Nano-sized hydroxyapatite (nanoHA) reinforced composites, mimicking natural bone, were produced. Examination by transmission electron microscopy revealed that the nanoHA particles had a rod-like morphology, 20-30 nm in width and 50-80 nm in length. The phase composition of hydroxyapatite was confirmed by X-ray diffraction. The nanoHA particles were incorporated into poly-2-hydroxyethylmethacrylate (PHEMA)/polycaprolactone (PCL) matrix to make new nanocomposites: nanoHA-PHEMA/PCL. Porous nanocomposite scaffolds were then produced using a porogen leaching method.
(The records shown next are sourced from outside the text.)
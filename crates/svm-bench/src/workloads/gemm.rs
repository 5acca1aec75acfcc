//! Square integer matrix multiply `C = A × B` with `A[i] = i` and `B = 1`.
//!
//! With an all-ones `B`, every element of row `r` of `C` equals the sum of
//! row `r` of `A`, so verification is per-row instead of a second O(n³)
//! host multiply. The accumulation wraps like the kernel's `int`.

use std::time::Instant;

use opencl3::kernel::{ExecuteKernel, Kernel};
use opencl3::types::cl_int;

use crate::memory::{svm_alloc, svm_map_read, svm_map_write, svm_unmap, DeviceBuffer};
use crate::workloads::{kernel_time, RunReport, Strategy};
use crate::{ClError, Session};

#[cfg(feature = "memtrace")]
use crate::trace::{self, Phase};

const SRC: &str = include_str!("../../kernels/gemm.cl");
const KERNEL: &str = "mat_mul";

/// The original ran 2000×2000; that is minutes of naive multiply on a CPU
/// driver, so the default here is small enough to iterate with.
pub const DEFAULT_DIM: usize = 256;

pub fn run(session: &Session, strategy: Strategy, dim: usize) -> Result<RunReport, ClError> {
    if dim == 0 {
        return Err(ClError::InvalidSize(dim));
    }
    let (_program, kernel) = session.build_kernel(SRC, KERNEL)?;
    match strategy {
        Strategy::Svm => run_svm(session, &kernel, dim),
        Strategy::Copy => run_copy(session, &kernel, dim),
    }
}

fn host_inputs(dim: usize) -> (Vec<cl_int>, Vec<cl_int>) {
    let sz = dim * dim;
    let a: Vec<cl_int> = (0..sz).map(|i| i as cl_int).collect();
    let b: Vec<cl_int> = vec![1; sz];
    (a, b)
}

/// The value every element of row `row` must hold: the wrapping sum of
/// `row*dim .. row*dim + dim`.
pub fn expected_row(dim: usize, row: usize) -> cl_int {
    let n = dim as cl_int;
    let base = (row as cl_int).wrapping_mul(n);
    let mut acc: cl_int = 0;
    for k in 0..n {
        acc = acc.wrapping_add(base.wrapping_add(k));
    }
    acc
}

pub fn verify(c: &[cl_int], dim: usize) -> Result<(), ClError> {
    for row in 0..dim {
        let want = expected_row(dim, row);
        for col in 0..dim {
            let idx = row * dim + col;
            if c[idx] != want {
                return Err(ClError::Verify(idx));
            }
        }
    }
    Ok(())
}

fn run_svm(session: &Session, kernel: &Kernel, dim: usize) -> Result<RunReport, ClError> {
    if !session.svm_supported() {
        return Err(ClError::SvmUnsupported);
    }
    let queue = session.queue();
    let (host_a, host_b) = host_inputs(dim);
    let sz = dim * dim;

    let t0 = Instant::now();

    let mut a = svm_alloc::<cl_int>(session.context(), sz)?;
    let mut b = svm_alloc::<cl_int>(session.context(), sz)?;
    let mut c = svm_alloc::<cl_int>(session.context(), sz)?;

    svm_map_write(queue, &mut a)?;
    a.copy_from_slice(&host_a);
    svm_unmap(queue, &a)?;

    svm_map_write(queue, &mut b)?;
    b.copy_from_slice(&host_b);
    svm_unmap(queue, &b)?;

    #[cfg(feature = "memtrace")]
    let tok = trace::start(Phase::Kernel, 0);

    let global = [dim, dim];
    let event = unsafe {
        ExecuteKernel::new(kernel)
            .set_arg_svm(a.as_ptr())
            .set_arg_svm(b.as_ptr())
            .set_arg_svm(c.as_mut_ptr())
            .set_arg(&(dim as cl_int))
            .set_arg(&(dim as cl_int))
            .set_arg(&(dim as cl_int))
            .set_global_work_sizes(&global)
            .enqueue_nd_range(queue)?
    };
    event.wait()?;

    #[cfg(feature = "memtrace")]
    tok.finish();

    svm_map_read(queue, &mut c)?;
    let elapsed = t0.elapsed();

    verify(&c, dim)?;
    svm_unmap(queue, &c)?;

    Ok(RunReport {
        workload: "gemm",
        strategy: Strategy::Svm,
        elements: dim,
        elapsed,
        kernel_time: kernel_time(&event),
    })
}

fn run_copy(session: &Session, kernel: &Kernel, dim: usize) -> Result<RunReport, ClError> {
    let queue = session.queue();
    let (host_a, host_b) = host_inputs(dim);
    let sz = dim * dim;
    let mut host_c = vec![0 as cl_int; sz];

    let t0 = Instant::now();

    let mut a = DeviceBuffer::<cl_int>::new(session.context(), sz)?;
    let mut b = DeviceBuffer::<cl_int>::new(session.context(), sz)?;
    let c = DeviceBuffer::<cl_int>::new(session.context(), sz)?;
    a.write(queue, &host_a)?;
    b.write(queue, &host_b)?;

    #[cfg(feature = "memtrace")]
    let tok = trace::start(Phase::Kernel, 0);

    let global = [dim, dim];
    let event = unsafe {
        ExecuteKernel::new(kernel)
            .set_arg(a.raw())
            .set_arg(b.raw())
            .set_arg(c.raw())
            .set_arg(&(dim as cl_int))
            .set_arg(&(dim as cl_int))
            .set_arg(&(dim as cl_int))
            .set_global_work_sizes(&global)
            .enqueue_nd_range(queue)?
    };
    event.wait()?;

    #[cfg(feature = "memtrace")]
    tok.finish();

    c.read(queue, &mut host_c)?;
    let elapsed = t0.elapsed();

    verify(&host_c, dim)?;

    Ok(RunReport {
        workload: "gemm",
        strategy: Strategy::Copy,
        elements: dim,
        elapsed,
        kernel_time: kernel_time(&event),
    })
}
The interconnectivity of the porous structure of the scaffolds was revealed by non-destructive X-ray microtomography. Porosity of 84% was achieved and pore sizes were approximately around 300-400 microm. An in vitro study found that the nanocomposites were bioactive as indicated by the formation of a bone-like apatite layer after immersion in simulated body fluid. Furthermore, the nanocomposites were able to support the growth and proliferation of primary human osteoblast (HOB) cells. HOB cells developed a well organized actin cytoskeletal protein on the nanocomposite surface. The results demonstrate the potential of the nanocomposite scaffolds for tissue engineering applications for bone repair.